The mean age was 59 ± 14 years, 28% of the patients were less than 50 years old and almost 40% between 50 and 65 years old. This trend is confirmed in most African research, with average ages varying between 50 and 60 years [11, 8, and 12]. Stroke in Africa affects young adults who make up the workforce, with serious socio-economic consequences. In developed countries of Europe and the United States, on the other hand, stroke affects older people more, with an average age around 77.5 years [13].

The most common stroke mechanism in our research was hemorrhagic stroke (59.6%). It is described that black Africans are more likely to develop hemorrhagic strokes by hypertension [14]. Worldwide, the trend is towards a predominance of ischemic stroke [15].

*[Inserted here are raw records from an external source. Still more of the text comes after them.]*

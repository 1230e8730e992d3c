//! §4.8 "convenience wrappers": ready-made analysis closures for the three
//! specialization points the harness contract names — max flow, demand placement,
//! and sensitivity — each building its own working graph from the exclusion set
//! the harness hands it.

use crate::error::BatchResult;
use indexmap::IndexMap;
use netgraph_algo::demand::{place_demands, Demand, DemandPlacementResult, PlacementRounds};
use netgraph_algo::{max_flow, max_supported_demand, sensitivity_analysis, MaxFlowOptions, MsdConfig};
use netgraph_core::{build_working_graph, ExclusionMask, Network, WorkingGraphOptions};

fn exclusions_from(excluded_nodes: &[String], excluded_links: &[String]) -> ExclusionMask {
    ExclusionMask::with_nodes(excluded_nodes.iter().cloned()).merge(&ExclusionMask::with_links(excluded_links.iter().cloned()))
}

/// Max-flow capacity for every `(src, dst)` pair, under one shared exclusion set.
pub fn max_flow_per_pair(
    network: &Network,
    excluded_nodes: &[String],
    excluded_links: &[String],
    pairs: &[(String, String)],
    options: MaxFlowOptions,
) -> BatchResult<IndexMap<(String, String), f64>> {
    let exclusions = exclusions_from(excluded_nodes, excluded_links);
    let mut out = IndexMap::new();
    for (src, dst) in pairs {
        let mut graph = build_working_graph(network, &exclusions, WorkingGraphOptions::default())?;
        let (value, _) = max_flow(&mut graph, src, dst, options)?;
        out.insert((src.clone(), dst.clone()), value);
    }
    Ok(out)
}

/// Placement ratios and per-demand cost distributions for one demand set.
pub fn demand_placement(
    network: &Network,
    excluded_nodes: &[String],
    excluded_links: &[String],
    demands: &[Demand],
    rounds: PlacementRounds,
    reoptimize_after_each_round: bool,
) -> BatchResult<DemandPlacementResult> {
    let exclusions = exclusions_from(excluded_nodes, excluded_links);
    Ok(place_demands(network, &exclusions, demands, rounds, reoptimize_after_each_round)?)
}

/// Per-edge capacity-perturbation impact on max flow between `src` and `dst`.
pub fn sensitivity(
    network: &Network,
    excluded_nodes: &[String],
    excluded_links: &[String],
    src: &str,
    dst: &str,
    delta: f64,
    options: MaxFlowOptions,
) -> BatchResult<IndexMap<String, f64>> {
    let exclusions = exclusions_from(excluded_nodes, excluded_links);
    let graph = build_working_graph(network, &exclusions, WorkingGraphOptions::default())?;
    Ok(sensitivity_analysis(&graph, src, dst, delta, options)?)
}

/// The maximum uniform-scale α at which `demands` fully places (§6.2's "maximum
/// supportable demand" operation).
pub fn max_supportable_demand(
    network: &Network,
    excluded_nodes: &[String],
    excluded_links: &[String],
    demands: &[Demand],
    rounds: PlacementRounds,
    reoptimize_after_each_round: bool,
    config: MsdConfig,
) -> BatchResult<f64> {
    let exclusions = exclusions_from(excluded_nodes, excluded_links);
    Ok(max_supported_demand(network, &exclusions, demands, rounds, reoptimize_after_each_round, config)?)
}

#[cfg(test)]
mod tests {
    use super::*;
    use netgraph_core::{Link, Node};

    fn diamond() -> Network {
        let mut net = Network::new();
        for name in ["A", "B", "C", "D"] {
            net.add_node(Node::new(name)).unwrap();
        }
        net.add_link(Link::new("ab", "A", "B", 10.0)).unwrap();
        net.add_link(Link::new("ac", "A", "C", 10.0)).unwrap();
        net.add_link(Link::new("bd", "B", "D", 10.0)).unwrap();
        net.add_link(Link::new("cd", "C", "D", 10.0)).unwrap();
        net
    }

    #[test]
    fn max_flow_per_pair_reports_each_pair() {
        let net = diamond();
        let pairs = vec![("A".to_string(), "D".to_string())];
        let result = max_flow_per_pair(&net, &[], &[], &pairs, MaxFlowOptions::default()).unwrap();
        assert!((result[&("A".to_string(), "D".to_string())] - 20.0).abs() < 1e-6);
    }

    #[test]
    fn sensitivity_reports_saturated_edge_impact() {
        let net = diamond();
        let result = sensitivity(&net, &[], &[], "A", "D", -1.0, MaxFlowOptions::default()).unwrap();
        assert!(result.values().any(|v| *v < 0.0));
    }

    #[test]
    fn max_supportable_demand_finds_diamond_ceiling() {
        let net = diamond();
        let demands = vec![Demand {
            label: "d".into(),
            source_selector: "^A$".into(),
            target_selector: "^D$".into(),
            volume: 1.0,
            priority: 0,
            mode: netgraph_algo::demand::ExpansionMode::Combine,
            group_by: netgraph_algo::demand::GroupBy::Flatten,
            group_attr: None,
            flow_class: 0,
            policy: netgraph_algo::FlowPolicy::ShortestPathsWcmp,
        }];
        let config = netgraph_algo::MsdConfig { resolution: 1e-3, ..netgraph_algo::MsdConfig::default() };
        let alpha = max_supportable_demand(&net, &[], &[], &demands, PlacementRounds::Auto, false, config).unwrap();
        assert!((alpha - 20.0).abs() < 1e-1, "expected alpha near 20.0, got {alpha}");
    }
}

The overall mortality from stroke in our research was very high (80.7%), that is, more than 8 out of 10 stroke patients hospitalized, who die in intensive care at the CNHU/HKM. In the African research on stroke, only Diouf et al in 2007 in Dakar had a mortality rate of 82.9%, which was higher than ours [16]. Agnon A. et al in 2016 at the CHU-Campus of Lomé, Mapoure Yacouba N. et al of the Hôpital Général de Douala, reported mortality rates of 72.6% and 69.2% respectively [17.18]. In developed countries where stroke is increasingly followed in neurovascular care units, much lower mortality rates have been reported, varying between 33% and 52% [19]. The reasons for this very high mortality rate in our research in particular and in Sub-Saharan Africa in general were:

- Severe initial neurological state of stroke patients admitted to intensive care;

- delay in taking care of patients, who do not come to the hospital at the first sign.

- inadequate resuscitation technical platform

- low number of skilled health personnel

- very low purchasing power of the population, most often deprived of health insurance cover.

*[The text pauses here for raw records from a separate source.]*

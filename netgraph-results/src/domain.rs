//! [`ToDict`] implementations for the domain result types produced elsewhere in
//! the workspace — the trait lives here (not alongside those types) so the
//! export format can evolve without the algorithm crates depending on it.

use crate::json::{number_map, safe_number, ToDict};
use netgraph_algo::demand::{DemandPlacementResult, DemandResult};
use netgraph_algo::MaxFlowSummary;
use netgraph_batch::{MonteCarloResult, PatternOutcome};
use netgraph_core::ExclusionMask;
use serde_json::{json, Value};

impl ToDict for ExclusionMask {
    fn to_dict(&self) -> Value {
        json!({
            "nodes": self.nodes.iter().cloned().collect::<Vec<_>>(),
            "links": self.links.iter().cloned().collect::<Vec<_>>(),
        })
    }
}

impl ToDict for DemandResult {
    fn to_dict(&self) -> Value {
        json!({
            "label": self.label,
            "priority": self.priority,
            "requested": safe_number(self.requested),
            "placed": safe_number(self.placed),
            "dropped": safe_number(self.dropped),
            "cost_distribution": number_map(&self.cost_distribution),
        })
    }
}

impl ToDict for DemandPlacementResult {
    fn to_dict(&self) -> Value {
        json!({
            "demands": self.demands.iter().map(ToDict::to_dict).collect::<Vec<_>>(),
            "total_requested": safe_number(self.total_requested),
            "total_placed": safe_number(self.total_placed),
        })
    }
}

impl ToDict for MaxFlowSummary {
    fn to_dict(&self) -> Value {
        json!({
            "total_flow": safe_number(self.total_flow),
            "cost_distribution": number_map(&self.cost_distribution),
            "edge_flow": number_map(&self.edge_flow),
            "residual_capacity": number_map(&self.residual_capacity),
            "reachable_from_src_in_residual": self.reachable_from_src_in_residual.iter().cloned().collect::<Vec<_>>(),
            "min_cut": self.min_cut.iter().map(|(u, v, id)| json!([u, v, id])).collect::<Vec<_>>(),
        })
    }
}

impl<T: ToDict> ToDict for PatternOutcome<T> {
    fn to_dict(&self) -> Value {
        let result = match &self.result {
            Ok(value) => json!({"status": "ok", "value": value.to_dict()}),
            Err(category) => json!({"status": "failed", "error": category}),
        };
        json!({
            "pattern_hash": self.pattern_hash,
            "excluded_nodes": self.excluded_nodes,
            "excluded_links": self.excluded_links,
            "occurrence_count": self.occurrence_count,
            "first_iteration_index": self.first_iteration_index,
            "result": result,
        })
    }
}

impl<T: ToDict> ToDict for MonteCarloResult<T> {
    fn to_dict(&self) -> Value {
        json!({
            "baseline": self.baseline.to_dict(),
            "patterns": self.patterns.iter().map(ToDict::to_dict).collect::<Vec<_>>(),
        })
    }
}

#[cfg(test)]
mod tests {
    use super::*;
    #[test]
    fn exclusion_mask_round_trips_through_json() {
        let mut mask = ExclusionMask::new();
        mask.nodes = vec!["A".to_string()].into_iter().collect();
        let value = mask.to_dict();
        assert_eq!(value["nodes"], json!(["A"]));
    }

    #[test]
    fn demand_result_sanitizes_nan_dropped() {
        let result = DemandResult {
            label: "d1".into(),
            priority: 0,
            requested: 0.0,
            placed: 0.0,
            dropped: f64::NAN,
            cost_distribution: Default::default(),
        };
        let value = result.to_dict();
        assert_eq!(value["dropped"], json!("NaN"));
    }
}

The factors associated with death in our research were: a GCS score ≤ 8 (p=0.005), the presence of a HICT + brain displacement (p=0.0001), a respiratory complication (p=0.033) and sepsis (p=0.011). The GCS ≤ 8 has been found as a factor of poor prognosis in several studies [Adoukonou]; it indeed reflects the severity of the initial neurological lesion. Intracranial pressure (ICP) is not monitored in our intensive care unit; the diagnosis of HICT is made on little reliable clinical criteria and the non-optimal care, which further worsens the condition of our patients. As for respiratory and infectious complications, they constitute secondary cerebral aggressions of systemic origin with poor prognosis. Infectious and pulmonary complications have been identified as having a poor prognosis in the work of Sellars et al, and Westendorp et al [20, 21].

5. Conclusions

Strokes are serious neurovascular pathologies managed in intensive care when the life prognosis is engaged. Their prevalence in intensive care of CNHU/HKM was low, 5.5%. The epidemiological profile is that of an adult male (55%), 59 years on average, presenting mainly as a risk factor high blood pressure (81.6%) and whose stroke mechanism is mainly hemorrhagic (59.6%). Mortality is too high, 08 out of 10 patients will die in intensive care and the factors associated with death were a GCS ≤ 08, the presence of neurological, respiratory or sepsis complications. To reduce this high mortality rate, emphasis should be placed on taking care of risk factors, strengthening the technical platform for resuscitation, training sufficient number of health deliverers and health insurance coverage for the population.